批判するということ

コミログなるサイトの『失踪日記』ロングレビューに関するid:matuokaさんとのやりとりがネットの話題になっているようです。

私はヲタ文化は全般的にツボに入りやすい趣味嗜好の人間で、かつ漫画界で最も吾妻氏の評価が高かった時代にはヲタ文化の真っ只中で生きていましたから個人的には吾妻氏大好きですが、当時から氏の作品が「分からない人にはなにが面白いのかまったく分からない」漫画であろうことは感じていましたし、「失踪日記」はそのモチーフの選択からしてさらに読者を選ぶ作品だろうとは思うので、「失踪日記」を「面白くない」と断ずる感想が存在することは無理からぬことであろうと思います。
ただそう思っていても問題のレビューが「それにしたって感じ悪いな」と感じさせるものなのは確かだし、その理由は執筆者の石舘氏がmatuokaさんのコメント欄に残したものが全てだと思うのです。
他人のコメントをそのまま否定的に引用というのは道義上どうかと思うので避けますが、この石舘氏の2件目のコメントを要約するなら件のロングレビューは「俺、これのどこが面白いのか分かんないわ。ごめんね」で良かったということですよね?
だったらそういえば良いのに方法論の不備のせいにして、リアリティがどうこうとかコミカルがどうこうとか偉そうに並べるから感じ悪くなるんでしょうが。

個人のブログを含めてなんらかのものを他人の目にさらすなら「つまらない」と言う評価は甘んじて受けるべきです。
しかし「俺がつまらないから俺の好みに合うようにしろ」というのは明らかに変でしょう。
吾妻氏の経歴を無闇にありがたがる必要はありませんが、これが好みに合う人間が少なからず存在するという事実が「あの吾妻ひでおが」という冠詞にかかっているんです。
あと「あの吾妻ひでおが」失踪生活の悲惨さを語るために己の作風からあのシュールなコミカルさを排除した「失踪日記」を発表したら、私は相当彼の漫画家としてのアイデンティティを疑いたくなったと思います。
「死ねばいいのに」とは言いませんけどw。

石舘氏がつまらないと思ったことを責める気はないのですが、分からない作品は取り上げなきゃ良いんじゃないですか?
コミログってコミック購入検討のためのサイトなんでしょ? いや。
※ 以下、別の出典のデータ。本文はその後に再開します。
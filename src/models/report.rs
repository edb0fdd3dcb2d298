// Maintenance cost report

use chrono::NaiveDate;
use serde::{Deserialize, Serialize};

use super::Id;

#[derive(Debug, Clone, PartialEq, Serialize, Deserialize)]
pub struct MaintenanceCostsReport {
    pub filters: CostFilters,
    pub totals: CostTotals,
    #[serde(default)]
    pub by_car: Vec<CarCostRow>,
}

#[derive(Debug, Clone, Default, PartialEq, Serialize, Deserialize)]
pub struct CostFilters {
    #[serde(default)]
    pub from: Option<NaiveDate>,
    #[serde(default)]
    pub to: Option<NaiveDate>,
    #[serde(default)]
    pub car: Option<Id>,
}

#[derive(Debug, Clone, Copy, Default, PartialEq, Serialize, Deserialize)]
pub struct CostTotals {
    pub part_total: i64,
    pub job_total: i64,
    pub total: i64,
}

#[derive(Debug, Clone, PartialEq, Serialize, Deserialize)]
pub struct CarCostRow {
    pub car_id: Id,
    #[serde(rename = "car__numplate")]
    pub numplate: String,
    pub part_total: i64,
    pub job_total: i64,
    pub total: i64,
}

impl MaintenanceCostsReport {
    /// Rows ordered by total cost, most expensive first
    pub fn most_expensive(&self) -> Vec<&CarCostRow> {
        let mut rows: Vec<&CarCostRow> = self.by_car.iter().collect();
        rows.sort_by(|a, b| b.total.cmp(&a.total));
        rows
    }
}

#[cfg(test)]
mod tests {
    use super::*;
    use serde_json::json;

    #[test]
    fn test_report_deserialization() {
        let report: MaintenanceCostsReport = serde_json::from_value(json!({
            "filters": {"from": "2024-01-01", "to": null, "car": null},
            "totals": {"part_total": 1500, "job_total": 700, "total": 2200},
            "by_car": [
                {"car_id": 1, "car__numplate": "A", "part_total": 500, "job_total": 200, "total": 700},
                {"car_id": 2, "car__numplate": "B", "part_total": 1000, "job_total": 500, "total": 1500}
            ]
        }))
        .unwrap();

        assert_eq!(report.filters.from, NaiveDate::from_ymd_opt(2024, 1, 1));
        assert_eq!(report.totals.total, 2200);

        let ranked = report.most_expensive();
        assert_eq!(ranked[0].numplate, "B");
        assert_eq!(ranked[1].car_id, 1);
    }
}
抑止目的のためのサイトなら別に今のままで良いけど。

自分でも否定的なレビューを書く時には特に気をつけなきゃいけないと思っているんですが、「なぜこれが面白くないのか」を考えた時に「自分のツボに合わない」がほんとの理由である時に他の理由にすりかえて他人を無能呼ばわりするのはとても失礼だと思うんです。
その関連でしつこく「繋がれた明日」3話関係を語っていたんですが。
個人のブログで自分の好みを語ることまで自重してたら書くことなくなっちゃうけど、それを他人の無能にすりかえるのが不快だというのは送り手への気持ちもさることながら、実は自分の理解力の欠除が原因であることを露呈させている場合がしばしばあることに無自覚な受け手(=自分はこちらの一人だという自覚はある)のレベルを見るのがなんだかなー、ってことなんですよ。

自分も含めてブログ書くような人って言い負かされるのを異様に嫌う人が多くてコメント欄って無駄に殺伐としていることがあるんですが、matuokaさんの最初のエントリは本人も書いてるように「こんな風に受け止める人がいて悲しい」というものだったと思うんですね。
自分ちのコメント欄に「どうもどうも」しか返さない人がわざわざ言い訳しにきた理由がどうにも……。(しかも自分がまったく分かってないことをダメ押しするものでしかなかったし。)

まあ他人の作ったものを否定する時には気をつけようと思います。